Ruth Williams: Jaswinder Bolina’s “Stump Speech” reminds us of the point made by numerous postcolonial theorists: more than any geographical location, the nation is first and foremost an imagined space. Bolina creatively captures this fact in his poetic version of a political stump speech; however, rather than a triumphant declaration of national superiority, the speech suggests the terrified and terrifying national imaginary most reminiscent of post-9/11, posteconomic meltdown America.
The opening of the poem sets the tone of trouble as the speaker recognizes the difficulty of these days, when “the shadows of the nation cast wobbly.” Using a direct address to us, the listener/reader, the speaker says: “I understand how near you are to the tipping.” In a wonderfully crafted metaphor, Bolina represents our national anxiety as a perilous walk along a “high scaffolding” where you’re caught between “trying not to overthink it and . . . trying not to think of it either.” With dangers all around us—“Bacteria in the headwind, free radicals in the cola”—of course, we “feel small.” We long to remember a different nation, in which we “didn’t even think of germicide.” A place where it was easy to merely grow up, “large and employable,” and find that the nation, in kind, “employed you.” However, such times have passed us by, and “Lately, you think you are nearly no longer the nation”; instead, we’ve become like “a hallway all vanishing point, no conclusion.”
There’s something about the second person “you” in this poem that is mesmerizing, in part because we don’t often hear a stump speech make such prolonged use of the second person; more often, we hear “we,” a call to collective unity.
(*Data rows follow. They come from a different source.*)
//! Mock implementations for testing.
//!
//! [`MockTransport`] stands in for the network: it hands out queued
//! responses and records every request the client sends through it.
//!
//! # Example
//!
//! ```rust
//! use std::sync::Arc;
//! use integrations_aws_ses_simple::{SesClient, SesConfig};
//! use integrations_aws_ses_simple::mocks::{MockResponse, MockTransport};
//!
//! # async fn example() -> Result<(), Box<dyn std::error::Error>> {
//! let mock = Arc::new(MockTransport::with_default(MockResponse::ok_with_body(
//!     "<GetSendQuotaResponse><GetSendQuotaResult/></GetSendQuotaResponse>",
//! )));
//! let config = SesConfig::builder().credentials("AKID", "SECRET").build()?;
//! let client = SesClient::with_transport(config, mock.clone());
//!
//! client.get_send_quota().await?;
//! assert_eq!(mock.request_count(), 1);
//! # Ok(())
//! # }
//! ```

mod transport;

pub use transport::{MockResponse, MockTransport};
//! Query API request parameters.

use std::collections::btree_map;
use std::collections::BTreeMap;

/// Parameters of a single Query API request.
///
/// Names use the dot-and-index path notation of the Query API, for example
/// `Destination.ToAddresses.member.1`. Iteration is always in byte-wise
/// ascending key order, which is the order the canonical query string needs.
/// Inserting a name that is already present replaces its value.
#[derive(Debug, Clone, Default, PartialEq, Eq)]
pub struct RequestParameters {
    inner: BTreeMap<String, String>,
}

impl RequestParameters {
    /// Create an empty parameter set.
    pub fn new() -> Self {
        Self::default()
    }

    /// Create a parameter set holding only `Action=<action>`.
    pub fn for_action(action: &str) -> Self {
        let mut params = Self::new();
        params.insert("Action", action);
        params
    }

    /// Insert a parameter, returning the previous value for that name.
    pub fn insert(&mut self, name: impl Into<String>, value: impl Into<String>) -> Option<String> {
        self.inner.insert(name.into(), value.into())
    }

    /// Look up a parameter value by name.
    pub fn get(&self, name: &str) -> Option<&str> {
        self.inner.get(name).map(String::as_str)
    }

    /// The `Action` parameter, if set.
    pub fn action(&self) -> Option<&str> {
        self.get("Action")
    }

    /// Number of parameters.
    pub fn len(&self) -> usize {
        self.inner.len()
    }

    /// Whether no parameters are set.
    pub fn is_empty(&self) -> bool {
        self.inner.is_empty()
    }

    /// Iterate over `(name, value)` pairs in ascending name order.
    pub fn iter(&self) -> impl Iterator<Item = (&str, &str)> {
        self.inner.iter().map(|(k, v)| (k.as_str(), v.as_str()))
    }
}

impl<K, V> FromIterator<(K, V)> for RequestParameters
where
    K: Into<String>,
    V: Into<String>,
{
    fn from_iter<I: IntoIterator<Item = (K, V)>>(iter: I) -> Self {
        let mut params = Self::new();
        params.extend(iter);
        params
    }
}

impl<K, V> Extend<(K, V)> for RequestParameters
where
    K: Into<String>,
    V: Into<String>,
{
    fn extend<I: IntoIterator<Item = (K, V)>>(&mut self, iter: I) {
        for (k, v) in iter {
            self.insert(k, v);
        }
    }
}

impl IntoIterator for RequestParameters {
    type Item = (String, String);
    type IntoIter = btree_map::IntoIter<String, String>;

    fn into_iter(self) -> Self::IntoIter {
        self.inner.into_iter()
    }
}

#[cfg(test)]
mod tests {
    use super::*;

    #[test]
    fn test_iteration_is_sorted() {
        let params: RequestParameters = [("b", "2"), ("a", "1"), ("B", "3")]
            .into_iter()
            .collect();

        let names: Vec<&str> = params.iter().map(|(k, _)| k).collect();
        assert_eq!(names, vec!["B", "a", "b"]);
    }

    #[test]
    fn test_insert_replaces() {
        let mut params = RequestParameters::for_action("SendEmail");
        assert_eq!(params.insert("Action", "GetSendQuota"), Some("SendEmail".to_string()));
        assert_eq!(params.action(), Some("GetSendQuota"));
        assert_eq!(params.len(), 1);
    }

    #[test]
    fn test_member_indices_sort_bytewise() {
        let params: RequestParameters = (1..=10)
            .map(|i| (format!("Destination.ToAddresses.member.{}", i), "x"))
            .collect();

        let names: Vec<&str> = params.iter().map(|(k, _)| k).collect();
        assert_eq!(names[0], "Destination.ToAddresses.member.1");
        assert_eq!(names[1], "Destination.ToAddresses.member.10");
        assert_eq!(names[2], "Destination.ToAddresses.member.2");
    }

    #[test]
    fn test_empty() {
        let params = RequestParameters::new();
        assert!(params.is_empty());
        assert_eq!(params.get("Action"), None);
    }
}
The “you” address causes us to intimately enter into Bolina’s rich sensory descriptions, to assume the imagined nation he presents us with as our own.
Yet in the context of the end of the poem, we begin to realize the danger in identifying so closely with the “you.” If elected, the speaker promises to restore our wounded national psyche, returning us to the same happiness we might experience walking in a “tree-shaded backyard of old friends you haven’t see in many years.” In the pleasant “sun after rain” feel of this space, the nation will be “flawness and naked and crooning beside you its pledge of fidelity, its ripe promise of industry, missile silos vigilant under the prairie, its warheads waiting in the sea.”
Clearly these lines suggest that the pleasant image of our nation cannot be erected without the unpleasant truth of the military-industrial complex; however, the power of this poem lies for me in its insistence that I examine how I, one the “yous” of this nation, have been called to adopt its imagery. Furthermore, the end of this poem forces me to ask: for what purpose am I being encouraged to adopt the speaker’s vision of this nation? In other words, is my own sense of peace necessarily contingent on the vigilant missiles, the waiting warheads? Must it always be this way?